:: Aim of the task ::
Reproduce all lines of the listing below in which the word "return" occurs.

:: Dataset excerpts ::
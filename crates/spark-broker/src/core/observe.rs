//! # ObserverRegistry：按路径索引的观察者登记表
//!
//! ## 核心意图（Why）
//! - 记录“哪个事务在观察哪个资源”，并在资源变更或删除时给出受影响的观察关系集合；
//! - 观察关系不挂在资源节点上，而是以路径为键放在独立索引里，节点无需感知事务生命周期。
//!
//! ## 行为契约（What）
//! - 登记表只持有 [`Observation`] 的 `Weak` 句柄，强引用由传输层随事务保存；
//!   传输层丢弃事务（连接丢失）即视为失效，失效条目在下一次遍历时惰性清理；
//! - `register` 对同一 (资源, 事务) 幂等；同一端点以同一令牌重复登记也复用既有关系；
//! - `notify` 只返回存活的观察关系，不修改任何事务状态，组装推送由分发器负责；
//! - `unregister` 移除某事务的全部观察条目，并把关系标记为已取消。
//!
//! ## 风险提示（Trade-offs）
//! - 两张 `DashMap` 之间不存在嵌套持锁的反向顺序：凡需同时访问时，先释放 `by_transaction`
//!   的 guard 再进入 `by_path`。

use std::{
    borrow::ToOwned,
    net::SocketAddr,
    string::String,
    sync::{
        Arc, Weak,
        atomic::{AtomicBool, Ordering},
    },
    vec::Vec,
};

use dashmap::DashMap;

use crate::core::{
    message::{MessageType, Token, Transaction, TransactionId},
    namespace::ResourceNode,
};

/// 一条观察关系：某个事务（及其令牌、对端地址）对某个资源路径的订阅。
#[derive(Debug)]
pub struct Observation {
    transaction: TransactionId,
    path: String,
    token: Token,
    destination: SocketAddr,
    mtype: MessageType,
    cancelled: AtomicBool,
}

impl Observation {
    pub fn transaction(&self) -> TransactionId {
        self.transaction
    }

    pub fn path(&self) -> &str {
        &self.path
    }

    pub fn token(&self) -> &Token {
        &self.token
    }

    /// 推送目的地址，即登记请求的源地址。
    pub fn destination(&self) -> SocketAddr {
        self.destination
    }

    /// 登记请求所用的报文类型。
    pub fn message_type(&self) -> MessageType {
        self.mtype
    }

    pub fn is_cancelled(&self) -> bool {
        self.cancelled.load(Ordering::Acquire)
    }

    fn cancel(&self) {
        self.cancelled.store(true, Ordering::Release);
    }
}

#[derive(Debug)]
struct ObserverEntry {
    transaction: TransactionId,
    handle: Weak<Observation>,
}

impl ObserverEntry {
    fn live(&self) -> Option<Arc<Observation>> {
        self.handle
            .upgrade()
            .filter(|observation| !observation.is_cancelled())
    }
}

/// 观察者登记表。
#[derive(Debug, Default)]
pub struct ObserverRegistry {
    by_path: DashMap<String, Vec<ObserverEntry>>,
    by_transaction: DashMap<TransactionId, Vec<String>>,
}

impl ObserverRegistry {
    pub fn new() -> Self {
        Self::default()
    }

    /// 登记 `transaction` 对 `resource` 的观察，返回需由传输层持有的强引用。
    ///
    /// ## 契约说明
    /// - **输入**：已解析的资源节点与携带 observe=0 的事务；
    /// - **前置条件**：调用方须保证 `resource` 仍挂在命名空间内（见
    ///   [`ResourceNamespace::with_linked`](crate::core::namespace::ResourceNamespace::with_linked)），
    ///   否则登记会落在一个再也不会被通知的路径上；
    /// - **后置条件**：同一事务或同一 (端点, 令牌) 重复登记时返回既有关系；顺带清理该路径上
    ///   已失效的条目及其反向索引记录。
    pub fn register(&self, resource: &ResourceNode, transaction: &Transaction) -> Arc<Observation> {
        let request = transaction.request();
        let id = transaction.id();
        let path = resource.path();

        let mut entries = self.by_path.entry(path.to_owned()).or_default();
        let mut dead = Vec::new();
        entries.retain(|entry| keep_live(entry, &mut dead));
        let existing = entries.iter().find_map(|entry| {
            entry.live().filter(|observation| {
                entry.transaction == id
                    || (observation.destination == request.source
                        && observation.token == request.token)
            })
        });
        if let Some(observation) = existing {
            drop(entries);
            self.release_transactions(path, &dead);
            return observation;
        }

        let observation = Arc::new(Observation {
            transaction: id,
            path: path.to_owned(),
            token: request.token.clone(),
            destination: request.source,
            mtype: request.mtype,
            cancelled: AtomicBool::new(false),
        });
        entries.push(ObserverEntry {
            transaction: id,
            handle: Arc::downgrade(&observation),
        });
        drop(entries);
        self.release_transactions(path, &dead);
        self.by_transaction
            .entry(id)
            .or_default()
            .push(path.to_owned());
        tracing::debug!(path, transaction = %id, "observer registered");
        observation
    }

    /// 返回当前观察 `resource` 的全部存活关系，同时清理失效条目。
    ///
    /// - **后置条件**：失效条目从正反两张索引中一并移除；路径上已无条目时整项删除。
    pub fn notify(&self, resource: &ResourceNode) -> Vec<Arc<Observation>> {
        let path = resource.path();
        let Some(mut entries) = self.by_path.get_mut(path) else {
            return Vec::new();
        };
        let mut live = Vec::with_capacity(entries.len());
        let mut dead = Vec::new();
        entries.retain(|entry| match entry.live() {
            Some(observation) => {
                live.push(observation);
                true
            }
            None => {
                dead.push(entry.transaction);
                false
            }
        });
        drop(entries);
        if !dead.is_empty() {
            self.by_path.remove_if(path, |_, entries| entries.is_empty());
            self.release_transactions(path, &dead);
        }
        live
    }

    /// 移除某事务的全部观察条目（连接丢失或显式注销），返回移除的条目数。
    pub fn unregister(&self, transaction: TransactionId) -> usize {
        let Some((_, paths)) = self.by_transaction.remove(&transaction) else {
            return 0;
        };
        let mut removed = 0;
        for path in paths {
            if let Some(mut entries) = self.by_path.get_mut(&path) {
                entries.retain(|entry| {
                    if entry.transaction != transaction {
                        return true;
                    }
                    if let Some(observation) = entry.handle.upgrade() {
                        observation.cancel();
                    }
                    removed += 1;
                    false
                });
            }
            self.by_path.remove_if(&path, |_, entries| entries.is_empty());
        }
        if removed > 0 {
            tracing::debug!(transaction = %transaction, removed, "observer entries unregistered");
        }
        removed
    }

    /// 取消某端点以某令牌在 `path` 上的观察（Observe=1 注销）。
    pub fn cancel(&self, path: &str, destination: SocketAddr, token: &Token) -> bool {
        let target = self.by_path.get(path).and_then(|entries| {
            entries.iter().find_map(|entry| {
                entry.live().filter(|observation| {
                    observation.destination == destination && &observation.token == token
                })
            })
        });
        match target {
            Some(observation) => {
                self.unregister(observation.transaction);
                true
            }
            None => false,
        }
    }

    /// 丢弃某路径上的全部条目，资源被删除后调用。
    pub fn forget(&self, path: &str) -> usize {
        let Some((_, entries)) = self.by_path.remove(path) else {
            return 0;
        };
        let transactions: Vec<TransactionId> = entries.iter().map(|entry| entry.transaction).collect();
        self.release_transactions(path, &transactions);
        entries.len()
    }

    /// 从反向索引中移除 `transactions` 对 `path` 的记录，记录清空的事务整项删除。
    fn release_transactions(&self, path: &str, transactions: &[TransactionId]) {
        for transaction in transactions {
            if let Some(mut paths) = self.by_transaction.get_mut(transaction) {
                paths.retain(|p| p != path);
            }
            self.by_transaction
                .remove_if(transaction, |_, paths| paths.is_empty());
        }
    }

    /// 被追踪的事务数（反向索引大小）。
    pub fn tracked_transactions(&self) -> usize {
        self.by_transaction.len()
    }

    /// 某路径上的存活观察者数量。
    pub fn observer_count(&self, path: &str) -> usize {
        self.by_path
            .get(path)
            .map(|entries| entries.iter().filter(|entry| entry.live().is_some()).count())
            .unwrap_or(0)
    }
}

/// `retain` 谓词：保留存活条目，失效条目的事务号记入 `dead`。
fn keep_live(entry: &ObserverEntry, dead: &mut Vec<TransactionId>) -> bool {
    if entry.live().is_some() {
        true
    } else {
        dead.push(entry.transaction);
        false
    }
}

#[cfg(test)]
mod tests {
    use super::*;
    use crate::core::{
        message::{Method, Request},
        namespace::{ResourceDescriptor, ResourceNamespace},
        path::ROOT,
    };

    fn topic() -> Arc<ResourceNode> {
        let ns = ResourceNamespace::new();
        ns.insert(ROOT, "t", ResourceDescriptor::topic()).expect("topic")
    }

    fn observe_tx(port: u16, token: &'static [u8]) -> Transaction {
        let request = Request::new(Method::Get, "t", SocketAddr::from(([10, 0, 0, 1], port)))
            .token(Token::new(token))
            .observe(0);
        Transaction::new(request)
    }

    #[test]
    fn register_is_idempotent_per_transaction() {
        let node = topic();
        let registry = ObserverRegistry::new();
        let tx = observe_tx(1000, b"a");
        let first = registry.register(&node, &tx);
        let second = registry.register(&node, &tx);
        assert!(Arc::ptr_eq(&first, &second));
        assert_eq!(registry.notify(&node).len(), 1);
    }

    #[test]
    fn dropped_handles_are_pruned_lazily() {
        let node = topic();
        let registry = ObserverRegistry::new();
        let kept = registry.register(&node, &observe_tx(1000, b"a"));
        let dropped = registry.register(&node, &observe_tx(1001, b"b"));
        drop(dropped);
        let live = registry.notify(&node);
        assert_eq!(live.len(), 1);
        assert!(Arc::ptr_eq(&live[0], &kept));
    }

    #[test]
    fn unregister_cancels_all_entries_of_transaction() {
        let node = topic();
        let registry = ObserverRegistry::new();
        let tx = observe_tx(1000, b"a");
        let observation = registry.register(&node, &tx);
        assert_eq!(registry.unregister(tx.id()), 1);
        assert!(observation.is_cancelled());
        assert!(registry.notify(&node).is_empty());
        assert_eq!(registry.unregister(tx.id()), 0);
    }

    /// 丢弃观察句柄（连接丢失）后，正反两张索引都会在下一次遍历时排空。
    #[test]
    fn dropped_handles_drain_both_indexes() {
        let node = topic();
        let registry = ObserverRegistry::new();
        for port in 0..200u16 {
            let observation = registry.register(&node, &observe_tx(2000 + port, b"x"));
            drop(observation);
        }
        assert!(registry.notify(&node).is_empty());
        assert_eq!(registry.tracked_transactions(), 0);
        assert!(registry.by_path.is_empty());
    }

    #[test]
    fn register_prunes_dead_reverse_entries() {
        let node = topic();
        let registry = ObserverRegistry::new();
        drop(registry.register(&node, &observe_tx(1000, b"a")));
        let kept = registry.register(&node, &observe_tx(1001, b"b"));
        assert_eq!(registry.tracked_transactions(), 1);
        assert_eq!(registry.notify(&node).len(), 1);
        drop(kept);
    }

    #[test]
    fn cancel_matches_endpoint_and_token() {
        let node = topic();
        let registry = ObserverRegistry::new();
        let tx = observe_tx(1000, b"a");
        let _observation = registry.register(&node, &tx);
        let peer = SocketAddr::from(([10, 0, 0, 1], 1000));
        assert!(!registry.cancel("/t", peer, &Token::new(&b"z"[..])));
        assert!(registry.cancel("/t", peer, &Token::new(&b"a"[..])));
        assert_eq!(registry.observer_count("/t"), 0);
    }
}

:: Finished task ::
            return observation;
            return Vec::new();
            return 0;
                        return true;
            return 0;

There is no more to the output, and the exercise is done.